Prompt:
In the records below, find the line that contains "static PANIC_HOOK: OnceCell<()>" and the line that contains "directory must not", then retype exactly those two lines and every line between them.

(Material shown)

//! SQLite storage bootstrap and schema migration entry points.
//!
//! # Responsibility
//! - Open and configure SQLite connections for the site backend.
//! - Apply schema migrations in deterministic order.
//! - Verify that a caller-provided connection is migrated before use.
//!
//! # Invariants
//! - Migration version is tracked via `PRAGMA user_version`.
//! - Records must not be read or written before migrations succeed.

use std::error::Error;
use std::fmt::{Display, Formatter};

pub mod migrations;
mod open;

pub use open::{ensure_migrated, open_db, open_db_in_memory};

pub type DbResult<T> = Result<T, DbError>;

#[derive(Debug)]
pub enum DbError {
    Sqlite(rusqlite::Error),
    UnsupportedSchemaVersion {
        db_version: u32,
        latest_supported: u32,
    },
    UninitializedConnection {
        expected_version: u32,
        actual_version: u32,
    },
    MissingRequiredTable(&'static str),
}

impl Display for DbError {
    fn fmt(&self, f: &mut Formatter<'_>) -> std::fmt::Result {
        match self {
            Self::Sqlite(err) => write!(f, "{err}"),
            Self::UnsupportedSchemaVersion {
                db_version,
                latest_supported,
            } => write!(
                f,
                "database schema version {db_version} is newer than supported {latest_supported}"
            ),
            Self::UninitializedConnection {
                expected_version,
                actual_version,
            } => write!(
                f,
                "connection requires schema version {expected_version}, got {actual_version}"
            ),
            Self::MissingRequiredTable(table) => write!(f, "required table `{table}` is missing"),
        }
    }
}

impl Error for DbError {
    fn source(&self) -> Option<&(dyn Error + 'static)> {
        match self {
            Self::Sqlite(err) => Some(err),
            Self::UnsupportedSchemaVersion { .. } => None,
            Self::UninitializedConnection { .. } => None,
            Self::MissingRequiredTable(_) => None,
        }
    }
}

impl From<rusqlite::Error> for DbError {
    fn from(value: rusqlite::Error) -> Self {
        Self::Sqlite(value)
    }
}
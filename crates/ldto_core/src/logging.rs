//! Rolling file logs for the site backend.
//!
//! # Responsibility
//! - Start the `flexi_logger` backend once per process.
//! - Capture panics as sanitized log events.
//!
//! # Invariants
//! - Repeating `init_logging` with the active level and directory is a
//!   no-op; any other combination is rejected.
//! - Initialization never panics.
//! - Log lines carry identifiers and metadata only, never form content.

use flexi_logger::{Cleanup, Criterion, FileSpec, Logger, LoggerHandle, Naming, WriteMode};
use log::{error, info};
use once_cell::sync::OnceCell;
use std::error::Error;
use std::fmt::{Display, Formatter};
use std::io;
use std::path::{Path, PathBuf};

const LOG_FILE_BASENAME: &str = "ldto";
const MAX_LOG_FILE_SIZE_BYTES: u64 = 10 * 1024 * 1024;
const MAX_LOG_FILES: usize = 5;
const MAX_PANIC_PAYLOAD_CHARS: usize = 160;

static ACTIVE_LOGGER: OnceCell<ActiveLogger> = OnceCell::new();
static PANIC_HOOK: OnceCell<()> = OnceCell::new();

/// Supported verbosity levels.
#[derive(Debug, Clone, Copy, PartialEq, Eq, PartialOrd, Ord)]
pub enum LogLevel {
    Trace,
    Debug,
    Info,
    Warn,
    Error,
}

impl LogLevel {
    /// Parses a case-insensitive level name; `warning` is accepted.
    pub fn parse(value: &str) -> Result<Self, LoggingError> {
        match value.trim().to_ascii_lowercase().as_str() {
            "trace" => Ok(Self::Trace),
            "debug" => Ok(Self::Debug),
            "info" => Ok(Self::Info),
            "warn" | "warning" => Ok(Self::Warn),
            "error" => Ok(Self::Error),
            _ => Err(LoggingError::UnsupportedLevel(value.trim().to_string())),
        }
    }

    pub fn as_str(self) -> &'static str {
        match self {
            Self::Trace => "trace",
            Self::Debug => "debug",
            Self::Info => "info",
            Self::Warn => "warn",
            Self::Error => "error",
        }
    }
}

impl Display for LogLevel {
    fn fmt(&self, f: &mut Formatter<'_>) -> std::fmt::Result {
        f.write_str(self.as_str())
    }
}

#[derive(Debug)]
pub enum LoggingError {
    UnsupportedLevel(String),
    EmptyLogDir,
    RelativeLogDir(PathBuf),
    CreateLogDir { dir: PathBuf, source: io::Error },
    Backend(String),
    AlreadyInitialized { active: String, requested: String },
}

impl Display for LoggingError {
    fn fmt(&self, f: &mut Formatter<'_>) -> std::fmt::Result {
        match self {
            Self::UnsupportedLevel(value) => write!(
                f,
                "unsupported log level `{value}`; expected trace|debug|info|warn|error"
            ),
            Self::EmptyLogDir => write!(f, "log directory must not be empty"),
            Self::RelativeLogDir(dir) => {
                write!(f, "log directory must be absolute, got `{}`", dir.display())
            }
            Self::CreateLogDir { dir, source } => write!(
                f,
                "failed to create log directory `{}`: {source}",
                dir.display()
            ),
            Self::Backend(message) => write!(f, "failed to start logger: {message}"),
            Self::AlreadyInitialized { active, requested } => write!(
                f,
                "logging already initialized with {active}; refusing to switch to {requested}"
            ),
        }
    }
}

impl Error for LoggingError {
    fn source(&self) -> Option<&(dyn Error + 'static)> {
        match self {
            Self::CreateLogDir { source, .. } => Some(source),
            _ => None,
        }
    }
}

struct ActiveLogger {
    level: LogLevel,
    log_dir: PathBuf,
    _handle: LoggerHandle,
}

impl ActiveLogger {
    fn describe(level: LogLevel, log_dir: &Path) -> String {
        format!("level `{level}` at `{}`", log_dir.display())
    }

    fn check_same(&self, level: LogLevel, log_dir: &Path) -> Result<(), LoggingError> {
        if self.level == level && self.log_dir == log_dir {
            return Ok(());
        }
        Err(LoggingError::AlreadyInitialized {
            active: Self::describe(self.level, &self.log_dir),
            requested: Self::describe(level, log_dir),
        })
    }
}

/// Starts rolling file logs under `log_dir` at `level`.
///
/// # Errors
/// - Unsupported `level`, empty or relative `log_dir`.
/// - Directory creation or backend startup failure.
/// - A different level or directory than the active one.
pub fn init_logging(level: &str, log_dir: impl AsRef<Path>) -> Result<(), LoggingError> {
    let level = LogLevel::parse(level)?;
    let log_dir = normalize_log_dir(log_dir.as_ref())?;

    if let Some(active) = ACTIVE_LOGGER.get() {
        return active.check_same(level, &log_dir);
    }

    let active = ACTIVE_LOGGER.get_or_try_init(|| start_logger(level, &log_dir))?;
    active.check_same(level, &log_dir)
}

fn start_logger(level: LogLevel, log_dir: &Path) -> Result<ActiveLogger, LoggingError> {
    std::fs::create_dir_all(log_dir).map_err(|source| LoggingError::CreateLogDir {
        dir: log_dir.to_path_buf(),
        source,
    })?;

    let handle = Logger::try_with_str(level.as_str())
        .map_err(|err| LoggingError::Backend(err.to_string()))?
        .log_to_file(
            FileSpec::default()
                .directory(log_dir)
                .basename(LOG_FILE_BASENAME),
        )
        .rotate(
            Criterion::Size(MAX_LOG_FILE_SIZE_BYTES),
            Naming::Numbers,
            Cleanup::KeepLogFiles(MAX_LOG_FILES),
        )
        .write_mode(WriteMode::BufferAndFlush)
        .append()
        .format_for_files(flexi_logger::detailed_format)
        .start()
        .map_err(|err| LoggingError::Backend(err.to_string()))?;

    install_panic_hook();

    info!(
        "event=app_start module=core status=ok platform={} build_mode={} version={}",
        std::env::consts::OS,
        build_mode(),
        env!("CARGO_PKG_VERSION")
    );
    info!(
        "event=logging_init module=core status=ok level={} log_dir={}",
        level,
        log_dir.display()
    );

    Ok(ActiveLogger {
        level,
        log_dir: log_dir.to_path_buf(),
        _handle: handle,
    })
}

/// Active `(level, log_dir)`, `None` before `init_logging` succeeds.
pub fn logging_status() -> Option<(LogLevel, PathBuf)> {
    ACTIVE_LOGGER
        .get()
        .map(|active| (active.level, active.log_dir.clone()))
}

/// `debug` for debug builds, `info` for release builds.
pub fn default_log_level() -> &'static str {
    if cfg!(debug_assertions) {
        LogLevel::Debug.as_str()
    } else {
        LogLevel::Info.as_str()
    }
}

fn normalize_log_dir(log_dir: &Path) -> Result<PathBuf, LoggingError> {
    let text = log_dir.to_string_lossy();
    let trimmed = text.trim();
    if trimmed.is_empty() {
        return Err(LoggingError::EmptyLogDir);
    }
    let path = PathBuf::from(trimmed);
    if !path.is_absolute() {
        return Err(LoggingError::RelativeLogDir(path));
    }
    Ok(path)
}

fn build_mode() -> &'static str {
    if cfg!(debug_assertions) {
        "debug"
    } else {
        "release"
    }
}

fn install_panic_hook() {
    if PANIC_HOOK.set(()).is_err() {
        return;
    }

    let previous_hook = std::panic::take_hook();
    std::panic::set_hook(Box::new(move |panic_info| {
        let location = panic_info
            .location()
            .map(|loc| format!("{}:{}", loc.file(), loc.line()))
            .unwrap_or_else(|| "unknown".to_string());
        let payload = if let Some(message) = panic_info.payload().downcast_ref::<&str>() {
            (*message).to_string()
        } else if let Some(message) = panic_info.payload().downcast_ref::<String>() {
            message.clone()
        } else {
            "non-string panic payload".to_string()
        };
        error!(
            "event=panic_captured module=core status=error location={} payload={}",
            location,
            sanitize_message(&payload, MAX_PANIC_PAYLOAD_CHARS)
        );
        previous_hook(panic_info);
    }));
}

/// Single-line, length-capped copy of `value`.
fn sanitize_message(value: &str, max_chars: usize) -> String {
    let single_line = value.replace(['\n', '\r'], " ");
    let mut capped = single_line.chars().take(max_chars).collect::<String>();
    if single_line.chars().count() > max_chars {
        capped.push_str("...");
    }
    capped
}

(End Material shown)

Exercise result:
static PANIC_HOOK: OnceCell<()> = OnceCell::new();

/// Supported verbosity levels.
#[derive(Debug, Clone, Copy, PartialEq, Eq, PartialOrd, Ord)]
pub enum LogLevel {
    Trace,
    Debug,
    Info,
    Warn,
    Error,
}

impl LogLevel {
    /// Parses a case-insensitive level name; `warning` is accepted.
    pub fn parse(value: &str) -> Result<Self, LoggingError> {
        match value.trim().to_ascii_lowercase().as_str() {
            "trace" => Ok(Self::Trace),
            "debug" => Ok(Self::Debug),
            "info" => Ok(Self::Info),
            "warn" | "warning" => Ok(Self::Warn),
            "error" => Ok(Self::Error),
            _ => Err(LoggingError::UnsupportedLevel(value.trim().to_string())),
        }
    }

    pub fn as_str(self) -> &'static str {
        match self {
            Self::Trace => "trace",
            Self::Debug => "debug",
            Self::Info => "info",
            Self::Warn => "warn",
            Self::Error => "error",
        }
    }
}

impl Display for LogLevel {
    fn fmt(&self, f: &mut Formatter<'_>) -> std::fmt::Result {
        f.write_str(self.as_str())
    }
}

#[derive(Debug)]
pub enum LoggingError {
    UnsupportedLevel(String),
    EmptyLogDir,
    RelativeLogDir(PathBuf),
    CreateLogDir { dir: PathBuf, source: io::Error },
    Backend(String),
    AlreadyInitialized { active: String, requested: String },
}

impl Display for LoggingError {
    fn fmt(&self, f: &mut Formatter<'_>) -> std::fmt::Result {
        match self {
            Self::UnsupportedLevel(value) => write!(
                f,
                "unsupported log level `{value}`; expected trace|debug|info|warn|error"
            ),
            Self::EmptyLogDir => write!(f, "log directory must not be empty"),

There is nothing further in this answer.